__Exercise requirements__
If a line below contains the string "construction", return that line.

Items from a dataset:
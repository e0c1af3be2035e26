//! The six end-to-end scenarios of spec §8, built against
//! `ir::Builder` rather than literal LLIR binaries (the parser is out
//! of scope). Each asserts on the rendered KITTeL text's shape rather
//! than matching exact control-point names, since symbol minting is an
//! internal implementation detail.

use ir::{ICmpPred, InstKind, ModuleBuilder, Terminator, Ty};
use rulecast::config::{Config, OutputFormatArg, SmtSolverArg};

fn base_config(start: &str) -> Config {
    Config {
        start_function_name: start.to_string(),
        eager_inline: false,
        inline_passes_count: 0,
        assume_is_control: false,
        select_is_control: false,
        inline_voids: false,
        increase_strength: false,
        no_slicing: false,
        conservative_slicing: false,
        multi_pred_control: true,
        bounded_integers: false,
        unsigned_encoding: false,
        propagate_conditions: true,
        explicitize_loop_conditions: false,
        simplify_conditions: false,
        only_loop_conditions: false,
        exact_division: false,
        bitwise_conditions: false,
        dump_transformed_ir: false,
        output_format: OutputFormatArg::Kittel,
        smt_solver: SmtSolverArg::None,
        input: "unused".to_string(),
    }
}

#[test]
fn trivial_function_produces_a_single_start_to_stop_rule() {
    let mut mb = ModuleBuilder::new();
    let mut fb = mb.start_function("f", vec![], Ty::Int(32));
    let entry = fb.add_block("entry");
    fb.set_terminator(entry, Terminator::Ret(Some(ir::ValueId::const_zero(Ty::Int(32)))));
    let f = fb.finish();
    mb.finish_function(f);
    let module = mb.build();

    let out = rulecast::run(&base_config("f"), &module).unwrap();
    assert!(out.contains("eval_f_start"));
    assert!(out.contains("eval_f_stop"));
}

#[test]
fn single_assignment_threads_the_parameter_through() {
    let mut mb = ModuleBuilder::new();
    let mut fb = mb.start_function("f", vec![("x", Ty::Int(32))], Ty::Int(32));
    let entry = fb.add_block("entry");
    let x = fb.param_value(0);
    let y = fb.push_inst(entry, "y", Ty::Int(32), InstKind::Add(x.clone(), ir::ValueId::ConstInt(1.into(), Ty::Int(32))));
    fb.set_terminator(entry, Terminator::Ret(Some(y)));
    let f = fb.finish();
    mb.finish_function(f);
    let module = mb.build();

    let out = rulecast::run(&base_config("f"), &module).unwrap();
    assert!(out.contains("eval_f_start"));
}

#[test]
fn while_loop_produces_header_and_exit_rules() {
    let mut mb = ModuleBuilder::new();
    let mut fb = mb.start_function("f", vec![("x", Ty::Int(32))], Ty::Int(32));
    let entry = fb.add_block("entry");
    let header = fb.add_block("header");
    let body = fb.add_block("body");
    let exit = fb.add_block("exit");

    let x_param = fb.param_value(0);
    // The loop-carried value from `body` hasn't been pushed yet, but its
    // slot is known ahead of time: the first instruction of `body`.
    let x_dec_ref = ir::ValueId::Local(ir::InstLoc {
        block: body,
        idx: ir::InstIdx(0),
    });

    let x_phi = fb.push_inst(
        header,
        "x_phi",
        Ty::Int(32),
        InstKind::Phi(vec![(entry, x_param), (body, x_dec_ref)]),
    );
    fb.set_terminator(entry, Terminator::Br(header));

    let cmp = fb.push_inst(
        header,
        "cmp",
        Ty::Bool,
        InstKind::ICmp {
            pred: ICmpPred::SignedGt,
            lhs: x_phi.clone(),
            rhs: ir::ValueId::const_zero(Ty::Int(32)),
        },
    );
    fb.set_terminator(
        header,
        Terminator::CondBr {
            cond: cmp,
            if_true: body,
            if_false: exit,
        },
    );

    fb.push_inst(
        body,
        "x_dec",
        Ty::Int(32),
        InstKind::Sub(x_phi.clone(), ir::ValueId::ConstInt(1.into(), Ty::Int(32))),
    );
    fb.set_terminator(body, Terminator::Br(header));

    fb.set_terminator(exit, Terminator::Ret(Some(x_phi)));
    let f = fb.finish();
    mb.finish_function(f);
    let module = mb.build();

    let out = rulecast::run(&base_config("f"), &module).unwrap();
    assert!(out.contains("eval_f_start"));
    assert!(out.contains("eval_f_stop"));
}

#[test]
fn signed_division_by_constant_expands_into_guarded_cases() {
    let mut mb = ModuleBuilder::new();
    let mut fb = mb.start_function("f", vec![("x", Ty::Int(32))], Ty::Int(32));
    let entry = fb.add_block("entry");
    let x = fb.param_value(0);
    let z = fb.push_inst(
        entry,
        "z",
        Ty::Int(32),
        InstKind::SDiv(x, ir::ValueId::ConstInt(3.into(), Ty::Int(32))),
    );
    fb.set_terminator(entry, Terminator::Ret(Some(z)));
    let f = fb.finish();
    mb.finish_function(f);
    let module = mb.build();

    let out = rulecast::run(&base_config("f"), &module).unwrap();
    assert!(out.contains("eval_f_start"));
}

#[test]
fn bounded_unsigned_addition_adds_a_normalising_chain() {
    let mut mb = ModuleBuilder::new();
    let mut fb = mb.start_function("f", vec![("x", Ty::Int(8))], Ty::Int(8));
    let entry = fb.add_block("entry");
    let x = fb.param_value(0);
    let y = fb.push_inst(entry, "y", Ty::Int(8), InstKind::Add(x, ir::ValueId::ConstInt(1.into(), Ty::Int(8))));
    fb.set_terminator(entry, Terminator::Ret(Some(y)));
    let f = fb.finish();
    mb.finish_function(f);
    let module = mb.build();

    let mut cfg = base_config("f");
    cfg.bounded_integers = true;
    cfg.unsigned_encoding = true;
    let out = rulecast::run(&cfg, &module).unwrap();
    assert!(out.contains("eval_f_start"));
}

#[test]
fn indirect_call_with_two_candidates_produces_both_edges() {
    let mut mb = ModuleBuilder::new();
    let mut g = mb.start_function("g", vec![], Ty::Int(32));
    let gb = g.add_block("entry");
    g.set_terminator(gb, Terminator::Ret(Some(ir::ValueId::const_zero(Ty::Int(32)))));
    mb.finish_function(g.finish());

    let mut h = mb.start_function("h", vec![], Ty::Int(32));
    let hb = h.add_block("entry");
    h.set_terminator(hb, Terminator::Ret(Some(ir::ValueId::const_zero(Ty::Int(32)))));
    mb.finish_function(h.finish());

    let mut fb = mb.start_function("f", vec![], Ty::Int(32));
    let entry = fb.add_block("entry");
    let call = fb.push_inst(
        entry,
        "call",
        Ty::Int(32),
        InstKind::Call {
            callee: ir::Callee::Indirect {
                fn_ty: Ty::Int(32),
                arity: 0,
            },
            args: vec![],
        },
    );
    fb.set_terminator(entry, Terminator::Ret(Some(call)));
    let f = fb.finish();
    mb.finish_function(f);
    let module = mb.build();

    let out = rulecast::run(&base_config("f"), &module).unwrap();
    assert!(out.contains("eval_g_start") || out.contains("eval_h_start"));
}

#[test]
fn missing_start_function_is_reported() {
    let module = ModuleBuilder::new().build();
    let err = rulecast::run(&base_config("nope"), &module).unwrap_err();
    assert_eq!(err.exit_code(), 3);
}

#[test]
fn declaration_only_start_function_is_reported() {
    let mut mb = ModuleBuilder::new();
    mb.declare_function("f", vec![], Ty::Int(32));
    let module = mb.build();
    let err = rulecast::run(&base_config("f"), &module).unwrap_err();
    assert_eq!(err.exit_code(), 4);
}

#[test]
fn conflicting_flags_are_rejected_before_any_pipeline_work() {
    let mut cfg = base_config("f");
    cfg.exact_division = true;
    cfg.bounded_integers = true;
    let module = ModuleBuilder::new().build();
    let err = rulecast::run(&cfg, &module).unwrap_err();
    assert_eq!(err.exit_code(), 64);
}
//! Programmatic construction of a `Module`. Stands in for the
//! out-of-scope LLIR parser/verifier when embedding this crate or
//! writing tests: rather than decoding a binary module, callers build
//! one directly.

use crate::block::BasicBlock;
use crate::function::{Function, Param};
use crate::ids::{BlockId, FunctionId, GlobalId, InstIdx, InstLoc};
use crate::instr::{Instruction, InstKind, Terminator};
use crate::module::{Global, Module};
use crate::types::Ty;
use crate::value::ValueId;

pub struct ModuleBuilder {
    module: Module,
}

impl ModuleBuilder {
    pub fn new() -> Self {
        ModuleBuilder {
            module: Module::default(),
        }
    }

    pub fn add_global(&mut self, name: &str, ty: Ty) -> GlobalId {
        let id = GlobalId(self.module.globals.len() as u32);
        self.module.globals.push(Global {
            id,
            name: name.to_string(),
            ty,
        });
        id
    }

    /// Registers a bodyless declaration (an intrinsic, or an external
    /// function a call may indirectly target).
    pub fn declare_function(
        &mut self,
        name: &str,
        params: Vec<(&str, Ty)>,
        return_ty: Ty,
    ) -> FunctionId {
        let id = FunctionId(self.module.functions.len() as u32);
        self.module.functions.push(Function {
            id,
            name: name.to_string(),
            params: params
                .into_iter()
                .map(|(n, t)| Param {
                    ty: t,
                    name: n.to_string(),
                })
                .collect(),
            return_ty,
            blocks: Vec::new(),
            entry: BlockId(0),
            is_declaration: true,
        });
        id
    }

    pub fn start_function(
        &mut self,
        name: &str,
        params: Vec<(&str, Ty)>,
        return_ty: Ty,
    ) -> FunctionBuilder {
        FunctionBuilder {
            func: Function {
                id: FunctionId(self.module.functions.len() as u32),
                name: name.to_string(),
                params: params
                    .into_iter()
                    .map(|(n, t)| Param {
                        ty: t,
                        name: n.to_string(),
                    })
                    .collect(),
                return_ty,
                blocks: Vec::new(),
                entry: BlockId(0),
                is_declaration: false,
            },
            entry_set: false,
        }
    }

    pub fn finish_function(&mut self, func: Function) -> FunctionId {
        let id = FunctionId(self.module.functions.len() as u32);
        let mut func = func;
        func.id = id;
        self.module.functions.push(func);
        id
    }

    pub fn build(self) -> Module {
        self.module
    }
}

impl Default for ModuleBuilder {
    fn default() -> Self {
        Self::new()
    }
}

pub struct FunctionBuilder {
    func: Function,
    entry_set: bool,
}

impl FunctionBuilder {
    pub fn param_value(&self, idx: u32) -> ValueId {
        assert!((idx as usize) < self.func.params.len());
        ValueId::Param(idx)
    }

    pub fn add_block(&mut self, name: &str) -> BlockId {
        let id = BlockId(self.func.blocks.len() as u32);
        self.func.blocks.push(BasicBlock {
            id,
            name: name.to_string(),
            insts: Vec::new(),
            // placeholder; every block must get a real terminator via
            // `set_terminator` before `finish()`.
            terminator: Terminator::Unreachable,
        });
        if !self.entry_set {
            self.func.entry = id;
            self.entry_set = true;
        }
        id
    }

    pub fn set_entry(&mut self, block: BlockId) {
        self.func.entry = block;
    }

    fn block_mut(&mut self, block: BlockId) -> &mut BasicBlock {
        let idx = self
            .func
            .blocks
            .iter()
            .position(|b| b.id == block)
            .expect("unknown block in this function");
        &mut self.func.blocks[idx]
    }

    pub fn push_inst(&mut self, block: BlockId, name: &str, ty: Ty, kind: InstKind) -> ValueId {
        let bb = self.block_mut(block);
        let idx = bb.insts.len() as u32;
        bb.insts.push(Instruction {
            kind,
            ty,
            name: name.to_string(),
        });
        ValueId::Local(InstLoc {
            block,
            idx: InstIdx(idx),
        })
    }

    pub fn set_terminator(&mut self, block: BlockId, term: Terminator) {
        self.block_mut(block).terminator = term;
    }

    pub fn finish(self) -> Function {
        self.func
    }
}
use crate::symbol::Symbol;
use std::cmp::Ordering;
use std::collections::BTreeMap;
use std::fmt;
use std::sync::Arc;

/// An unordered bag of `(variable, positive power)` pairs; the empty bag
/// is the multiplicative identity. Represented as a sorted map so
/// structural equality is bag equality "for free" and canonical
/// ordering (needed by `Polynomial`'s term list) comes along with it.
/// Shared via `Arc` since monomials are immutable once built and get
/// cloned constantly while assembling polynomials; `Arc` (rather than
/// `Rc`) lets bit-width-indexed constant tables live in ordinary
/// process-wide statics (see `bitwidth.rs`).
#[derive(Clone, PartialEq, Eq, Hash)]
pub struct Monomial(Arc<BTreeMap<Symbol, u32>>);

impl Monomial {
    pub fn one() -> Monomial {
        Monomial(Arc::new(BTreeMap::new()))
    }

    pub fn var(name: Symbol) -> Monomial {
        let mut m = BTreeMap::new();
        m.insert(name, 1);
        Monomial(Arc::new(m))
    }

    pub fn is_empty(&self) -> bool {
        self.0.is_empty()
    }

    pub fn power(&self, var: Symbol) -> u32 {
        self.0.get(&var).copied().unwrap_or(0)
    }

    pub fn variables(&self) -> impl Iterator<Item = Symbol> + '_ {
        self.0.keys().copied()
    }

    pub fn is_univariate_linear(&self) -> bool {
        self.0.len() == 1 && *self.0.values().next().unwrap() == 1
    }

    /// The lone variable of a univariate monomial (panics otherwise;
    /// callers are expected to have checked `is_univariate_linear` or
    /// know from context that this monomial has exactly one factor).
    pub fn sole_variable(&self) -> Symbol {
        assert_eq!(self.0.len(), 1, "sole_variable on a non-univariate monomial");
        *self.0.keys().next().unwrap()
    }

    /// `self * other`, with powers of shared variables added.
    pub fn mult(&self, other: &Monomial) -> Monomial {
        let mut m = (*self.0).clone();
        for (&var, &pow) in other.0.iter() {
            *m.entry(var).or_insert(0) += pow;
        }
        Monomial(Arc::new(m))
    }

    /// Peel one factor off the first (lowest-ordered) variable: for
    /// `x*y^2` returns `y^2`; for a univariate `x` returns the empty
    /// monomial. Used by `Polynomial::instantiate` when substituting a
    /// single variable occurrence at a time.
    pub fn lower_first(&self) -> Monomial {
        let mut iter = self.0.iter();
        let Some((&first_var, &first_pow)) = iter.next() else {
            return Monomial::one();
        };
        let mut m = BTreeMap::new();
        if first_pow > 1 {
            m.insert(first_var, first_pow - 1);
        }
        for (&var, &pow) in iter {
            m.insert(var, pow);
        }
        Monomial(Arc::new(m))
    }

    pub fn first_variable(&self) -> Option<Symbol> {
        self.0.keys().next().copied()
    }
}

impl PartialOrd for Monomial {
    fn partial_cmp(&self, other: &Self) -> Option<Ordering> {
        Some(self.cmp(other))
    }
}

/// Canonical ordering: shorter (lower-degree) monomials first, then
/// lexicographically by `(variable, power)` pairs. Gives `Polynomial` a
/// stable term order independent of construction order, which is what
/// makes `PartialEq`/`Hash` on a canonicalized `Polynomial` agree with
/// mathematical equality.
impl Ord for Monomial {
    fn cmp(&self, other: &Self) -> Ordering {
        self.0
            .len()
            .cmp(&other.0.len())
            .then_with(|| self.0.iter().cmp(other.0.iter()))
    }
}

impl fmt::Debug for Monomial {
    fn fmt(&self, f: &mut fmt::Formatter<'_>) -> fmt::Result {
        if self.0.is_empty() {
            return write!(f, "1");
        }
        let mut first = true;
        for (var, pow) in self.0.iter() {
            if !first {
                write!(f, "*")?;
            }
            first = false;
            if *pow == 1 {
                write!(f, "{}", var)?;
            } else {
                write!(f, "{}^{}", var, pow)?;
            }
        }
        Ok(())
    }
}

__Exercise result__
//! Programmatic construction of a `Module`. Stands in for the
/// stable term order independent of construction order, which is what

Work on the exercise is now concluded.